** Given data follows **

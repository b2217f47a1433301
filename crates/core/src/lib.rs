//! `shelfkeep-core` — domain foundation building blocks.
//!
//! This crate contains **pure domain** primitives (no infrastructure concerns):
//! identifiers, the domain error model, optimistic-concurrency versions,
//! pagination value types and the optional-predicate algebra used by search
//! filters.

pub mod entity;
pub mod error;
pub mod id;
pub mod page;
pub mod predicate;
pub mod value_object;
pub mod version;

pub use entity::Entity;
pub use error::{DomainError, DomainResult, Resource};
pub use id::{BookId, LocationId, UserId};
pub use page::{Direction, Page, PageRequest, Sort};
pub use predicate::{Criterion, Filter, Predicate};
pub use value_object::ValueObject;
pub use version::ExpectedVersion;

** End of Given data **

__Work order__
What is needed is an exact retyping of every line from the one containing "pub mod id;" through the final line of the entries, and only those lines.

__Response__
pub mod id;
pub mod page;
pub mod predicate;
pub mod value_object;
pub mod version;

pub use entity::Entity;
pub use error::{DomainError, DomainResult, Resource};
pub use id::{BookId, LocationId, UserId};
pub use page::{Direction, Page, PageRequest, Sort};
pub use predicate::{Criterion, Filter, Predicate};
pub use value_object::ValueObject;
pub use version::ExpectedVersion;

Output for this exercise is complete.